@jeremy if this isn’t an appropriate title or the post, feel free to move or remove If folks want to edit and clarify any points below, I think that would be helpful for everyone to be in the best position possible before class on 10/30.
Day Zero Checklist
… or, what you should have ready to go by day 1 of class:
Bash/Terminal client
Git client
A development environment for machine learning (AWS, Paperspace, and/or your own rig)
AWS
Pros: What your employer is likely using, special treats (maybe), heavily documented.

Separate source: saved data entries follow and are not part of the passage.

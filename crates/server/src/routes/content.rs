//! Marketing content handlers (hero carousel, main message).

use axum::{
    Json,
    extract::{Path, State},
    http::StatusCode,
};
use serde::Deserialize;
use tracing::instrument;

use cyna_core::{HeroSlideId, MessageSeverity, Permission};

use crate::db::ContentRepository;
use crate::db::content::SlideInput;
use crate::error::AppError;
use crate::middleware::{OptionalAuth, RequireAuth, require_permission};
use crate::models::{HeroCarouselSlide, MainMessage};
use crate::state::AppState;

// =============================================================================
// Hero carousel
// =============================================================================

/// List carousel slides.
///
/// GET /api/hero-carousel
///
/// The public view contains only active slides; staff with
/// `hero-carousel:update` also see inactive ones.
#[instrument(skip(state, auth))]
pub async fn list_slides(
    State(state): State<AppState>,
    auth: OptionalAuth,
) -> Result<Json<Vec<HeroCarouselSlide>>, AppError> {
    let sees_inactive = auth
        .0
        .is_some_and(|u| u.role.has_permission(Permission::HeroCarouselUpdate));

    let slides = ContentRepository::new(state.pool())
        .list_slides(!sees_inactive)
        .await?;
    Ok(Json(slides))
}

/// Form data for creating or replacing a slide.
#[derive(Debug, Deserialize)]
pub struct SlideRequest {
    pub title: String,
    #[serde(default)]
    pub subtitle: String,
    pub image_url: String,
    #[serde(default)]
    pub link_url: Option<String>,
    #[serde(default)]
    pub sort_order: i32,
    #[serde(default = "default_active")]
    pub active: bool,
}

const fn default_active() -> bool {
    true
}

impl SlideRequest {
    fn validate(&self) -> Result<(), AppError> {
        if self.title.trim().is_empty() {
            return Err(AppError::BadRequest("title is required".to_owned()));
        }
        if self.image_url.trim().is_empty() {
            return Err(AppError::BadRequest("image_url is required".to_owned()));
        }
        Ok(())
    }

    fn as_input(&self) -> SlideInput<'_> {
        SlideInput {
            title: self.title.trim(),
            subtitle: self.subtitle.trim(),
            image_url: self.image_url.trim(),
            link_url: self.link_url.as_deref().map(str::trim).filter(|s| !s.is_empty()),
            sort_order: self.sort_order,
            active: self.active,
        }
    }
}

/// Create a slide.
///
/// POST /api/hero-carousel
#[instrument(skip(state, auth, body), fields(title = %body.title))]
pub async fn create_slide(
    State(state): State<AppState>,
    auth: RequireAuth,
    Json(body): Json<SlideRequest>,
) -> Result<(StatusCode, Json<HeroCarouselSlide>), AppError> {
    require_permission(&auth.0, Permission::HeroCarouselCreate)?;
    body.validate()?;

    let slide = ContentRepository::new(state.pool())
        .create_slide(body.as_input())
        .await?;

    Ok((StatusCode::CREATED, Json(slide)))
}

/// Replace a slide.
///
/// PUT /api/hero-carousel/{id}
#[instrument(skip(state, auth, body))]
pub async fn update_slide(
    State(state): State<AppState>,
    auth: RequireAuth,
    Path(id): Path<i32>,
    Json(body): Json<SlideRequest>,
) -> Result<Json<HeroCarouselSlide>, AppError> {
    require_permission(&auth.0, Permission::HeroCarouselUpdate)?;
    body.validate()?;

    let slide = ContentRepository::new(state.pool())
        .update_slide(HeroSlideId::new(id), body.as_input())
        .await?;

    Ok(Json(slide))
}

/// Delete a slide.
///
/// DELETE /api/hero-carousel/{id}
#[instrument(skip(state, auth))]
pub async fn delete_slide(
    State(state): State<AppState>,
    auth: RequireAuth,
    Path(id): Path<i32>,
) -> Result<StatusCode, AppError> {
    require_permission(&auth.0, Permission::HeroCarouselDelete)?;

    ContentRepository::new(state.pool())
        .delete_slide(HeroSlideId::new(id))
        .await?;

    Ok(StatusCode::NO_CONTENT)
}

// =============================================================================
// Main message
// =============================================================================

/// The active main message.
///
/// GET /api/main-message
///
/// 404 when no message is active.
#[instrument(skip(state))]
pub async fn get_main_message(
    State(state): State<AppState>,
) -> Result<Json<MainMessage>, AppError> {
    let message = ContentRepository::new(state.pool())
        .get_active_message()
        .await?
        .ok_or_else(|| AppError::NotFound("main message".to_owned()))?;

    Ok(Json(message))
}

/// Form data for setting the main message.
#[derive(Debug, Deserialize)]
pub struct MainMessageRequest {
    pub body: String,
    #[serde(default)]
    pub severity: MessageSeverity,
    #[serde(default = "default_active")]
    pub active: bool,
}

/// Set the main message; activating deactivates any other.
///
/// PUT /api/main-message
#[instrument(skip(state, auth, body))]
pub async fn set_main_message(
    State(state): State<AppState>,
    auth: RequireAuth,
    Json(body): Json<MainMessageRequest>,
) -> Result<Json<MainMessage>, AppError> {
    require_permission(&auth.0, Permission::MainMessageUpdate)?;

    if body.body.trim().is_empty() {
        return Err(AppError::BadRequest("body is required".to_owned()));
    }

    let message = ContentRepository::new(state.pool())
        .set_message(body.body.trim(), body.severity, body.active)
        .await?;

    Ok(Json(message))
}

Cons: More expensive, inferior GPUs (for now)
Paperspace
Pros: Easy to use, GUI or Terminal views, better GPUs than AWS, a fast.ai VM ready for use, $15 credits
Cons: Less flexible than AWS, more expensive in the long run than own machine
Crestle
Pros: Easiest to use, all fast.ai software installed and ready to use, can switch between cheap non-GPU and full GPU instance quickly
Cons: A bit slower than other options; no ability to ssh directly in (although can use web-based terminal)
Your own machine
Pros: Can be configured with superior hardware to cloud options, cheaper in long run.
Great! Thanks. I edited the title, since this isn’t actually a wiki (i.e. editable-by-all) thread, and added Crestle, plus made a few changes.
Most importantly, I removed the bit about cloning fastai repo locally. For most people, there’s no reason to do that (unless you have an Nvidia GPU of your own).
If you want to make it part of the wiki for folks to edit I think that would be nice; either way, I think lists like this go a long way in making day 1 of anything go smoother.
I’m planning to add some links when I get home and review my notes from the Saturday workshop.